Problem ->
Which lines of the records below contain the word "WhatsAppErrorKind"? Show each one.

Saved data entries ->
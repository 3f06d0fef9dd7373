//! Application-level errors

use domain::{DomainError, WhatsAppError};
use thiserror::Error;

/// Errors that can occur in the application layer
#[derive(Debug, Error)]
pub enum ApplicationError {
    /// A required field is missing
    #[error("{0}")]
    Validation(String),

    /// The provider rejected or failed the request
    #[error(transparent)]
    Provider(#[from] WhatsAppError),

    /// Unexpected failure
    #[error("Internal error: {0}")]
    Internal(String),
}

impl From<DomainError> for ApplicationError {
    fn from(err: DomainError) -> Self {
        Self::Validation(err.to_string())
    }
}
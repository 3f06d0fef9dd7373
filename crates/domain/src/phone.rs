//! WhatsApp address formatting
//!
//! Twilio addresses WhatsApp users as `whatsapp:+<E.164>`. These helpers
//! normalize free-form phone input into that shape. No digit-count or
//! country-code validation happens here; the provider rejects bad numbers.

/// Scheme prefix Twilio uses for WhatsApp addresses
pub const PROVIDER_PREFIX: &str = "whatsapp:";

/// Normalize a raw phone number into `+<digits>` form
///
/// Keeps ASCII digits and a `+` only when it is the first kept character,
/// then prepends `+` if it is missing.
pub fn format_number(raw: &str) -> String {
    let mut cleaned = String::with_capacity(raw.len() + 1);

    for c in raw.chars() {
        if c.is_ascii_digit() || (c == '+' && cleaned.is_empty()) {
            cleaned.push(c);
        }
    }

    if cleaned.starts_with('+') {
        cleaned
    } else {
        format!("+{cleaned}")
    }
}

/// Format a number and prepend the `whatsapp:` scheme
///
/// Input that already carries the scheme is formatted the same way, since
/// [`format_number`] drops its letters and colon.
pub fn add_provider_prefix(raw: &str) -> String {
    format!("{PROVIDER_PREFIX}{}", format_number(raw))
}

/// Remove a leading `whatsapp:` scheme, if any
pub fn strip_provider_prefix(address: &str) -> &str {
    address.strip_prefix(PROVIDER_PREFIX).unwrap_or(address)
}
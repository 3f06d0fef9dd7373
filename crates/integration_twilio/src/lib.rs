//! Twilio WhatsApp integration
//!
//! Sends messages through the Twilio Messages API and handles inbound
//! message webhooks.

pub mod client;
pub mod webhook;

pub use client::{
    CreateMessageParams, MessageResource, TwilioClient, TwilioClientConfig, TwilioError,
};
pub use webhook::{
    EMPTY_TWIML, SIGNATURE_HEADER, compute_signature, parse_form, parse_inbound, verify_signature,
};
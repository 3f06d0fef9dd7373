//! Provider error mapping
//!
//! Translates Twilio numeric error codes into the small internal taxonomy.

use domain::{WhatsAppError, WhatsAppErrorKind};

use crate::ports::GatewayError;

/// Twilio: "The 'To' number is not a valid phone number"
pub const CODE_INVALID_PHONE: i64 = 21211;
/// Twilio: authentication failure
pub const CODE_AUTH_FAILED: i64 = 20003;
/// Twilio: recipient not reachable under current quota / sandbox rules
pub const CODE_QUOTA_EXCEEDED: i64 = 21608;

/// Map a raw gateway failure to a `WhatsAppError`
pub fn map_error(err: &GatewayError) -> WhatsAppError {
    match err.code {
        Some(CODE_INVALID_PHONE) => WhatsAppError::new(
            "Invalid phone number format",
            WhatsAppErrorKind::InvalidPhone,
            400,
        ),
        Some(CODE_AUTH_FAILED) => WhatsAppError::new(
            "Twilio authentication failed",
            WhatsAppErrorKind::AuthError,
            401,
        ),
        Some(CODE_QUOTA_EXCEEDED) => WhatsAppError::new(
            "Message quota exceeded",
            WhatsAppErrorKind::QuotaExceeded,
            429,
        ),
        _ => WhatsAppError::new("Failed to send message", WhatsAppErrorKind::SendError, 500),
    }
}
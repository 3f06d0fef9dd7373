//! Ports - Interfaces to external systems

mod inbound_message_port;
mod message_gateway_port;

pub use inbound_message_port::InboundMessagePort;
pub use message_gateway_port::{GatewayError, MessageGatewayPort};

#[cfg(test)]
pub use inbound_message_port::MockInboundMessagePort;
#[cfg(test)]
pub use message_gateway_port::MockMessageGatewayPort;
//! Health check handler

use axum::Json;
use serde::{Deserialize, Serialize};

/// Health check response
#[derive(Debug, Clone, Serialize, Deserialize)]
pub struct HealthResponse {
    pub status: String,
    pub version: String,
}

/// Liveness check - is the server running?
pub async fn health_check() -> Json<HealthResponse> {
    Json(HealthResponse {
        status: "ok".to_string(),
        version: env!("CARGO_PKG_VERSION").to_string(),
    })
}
---
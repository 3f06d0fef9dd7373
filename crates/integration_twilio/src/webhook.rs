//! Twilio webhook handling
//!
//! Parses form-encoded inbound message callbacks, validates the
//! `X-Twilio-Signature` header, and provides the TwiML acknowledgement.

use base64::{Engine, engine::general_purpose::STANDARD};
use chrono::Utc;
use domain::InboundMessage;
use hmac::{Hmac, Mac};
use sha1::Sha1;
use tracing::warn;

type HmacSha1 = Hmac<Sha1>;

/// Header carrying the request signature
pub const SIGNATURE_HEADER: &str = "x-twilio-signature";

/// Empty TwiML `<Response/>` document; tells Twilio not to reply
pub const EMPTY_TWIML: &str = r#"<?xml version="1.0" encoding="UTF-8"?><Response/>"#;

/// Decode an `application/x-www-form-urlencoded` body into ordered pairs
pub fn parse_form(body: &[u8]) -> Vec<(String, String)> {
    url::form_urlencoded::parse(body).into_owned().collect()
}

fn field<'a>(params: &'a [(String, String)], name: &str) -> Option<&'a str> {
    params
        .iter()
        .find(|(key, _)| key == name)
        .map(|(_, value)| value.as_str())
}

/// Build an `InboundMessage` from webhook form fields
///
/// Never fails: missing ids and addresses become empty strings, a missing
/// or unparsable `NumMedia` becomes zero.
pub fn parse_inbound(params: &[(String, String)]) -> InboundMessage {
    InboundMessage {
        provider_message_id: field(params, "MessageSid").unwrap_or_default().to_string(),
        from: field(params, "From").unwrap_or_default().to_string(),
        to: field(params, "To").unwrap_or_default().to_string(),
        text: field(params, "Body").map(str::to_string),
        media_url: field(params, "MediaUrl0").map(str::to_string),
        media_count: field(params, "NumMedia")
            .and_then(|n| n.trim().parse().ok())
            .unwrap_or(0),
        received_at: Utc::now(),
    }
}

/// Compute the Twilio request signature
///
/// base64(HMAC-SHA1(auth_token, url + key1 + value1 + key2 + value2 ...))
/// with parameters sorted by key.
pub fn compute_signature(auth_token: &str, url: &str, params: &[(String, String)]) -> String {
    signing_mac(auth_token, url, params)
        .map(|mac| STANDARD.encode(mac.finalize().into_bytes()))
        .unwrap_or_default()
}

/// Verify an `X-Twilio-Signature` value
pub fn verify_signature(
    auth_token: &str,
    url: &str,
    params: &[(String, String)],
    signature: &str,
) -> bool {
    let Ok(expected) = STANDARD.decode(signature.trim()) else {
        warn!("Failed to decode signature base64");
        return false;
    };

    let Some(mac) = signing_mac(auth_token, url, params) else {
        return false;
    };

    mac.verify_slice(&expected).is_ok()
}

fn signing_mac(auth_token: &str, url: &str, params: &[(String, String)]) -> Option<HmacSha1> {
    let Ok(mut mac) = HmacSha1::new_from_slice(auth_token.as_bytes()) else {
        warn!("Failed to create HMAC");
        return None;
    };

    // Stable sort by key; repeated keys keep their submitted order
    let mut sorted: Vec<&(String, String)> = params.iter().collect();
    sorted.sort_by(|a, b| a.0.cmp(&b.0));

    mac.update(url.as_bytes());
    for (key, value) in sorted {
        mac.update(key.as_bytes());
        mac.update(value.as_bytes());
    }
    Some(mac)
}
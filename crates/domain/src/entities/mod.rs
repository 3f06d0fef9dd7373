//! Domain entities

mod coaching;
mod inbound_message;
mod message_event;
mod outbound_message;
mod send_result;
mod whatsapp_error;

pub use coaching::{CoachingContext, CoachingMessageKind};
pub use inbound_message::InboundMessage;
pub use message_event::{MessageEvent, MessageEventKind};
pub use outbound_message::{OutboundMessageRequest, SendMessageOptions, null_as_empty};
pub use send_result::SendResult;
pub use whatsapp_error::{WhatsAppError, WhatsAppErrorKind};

Answer space ->
use domain::{WhatsAppError, WhatsAppErrorKind};
            WhatsAppErrorKind::InvalidPhone,
            WhatsAppErrorKind::AuthError,
            WhatsAppErrorKind::QuotaExceeded,
        _ => WhatsAppError::new("Failed to send message", WhatsAppErrorKind::SendError, 500),
pub use whatsapp_error::{WhatsAppError, WhatsAppErrorKind};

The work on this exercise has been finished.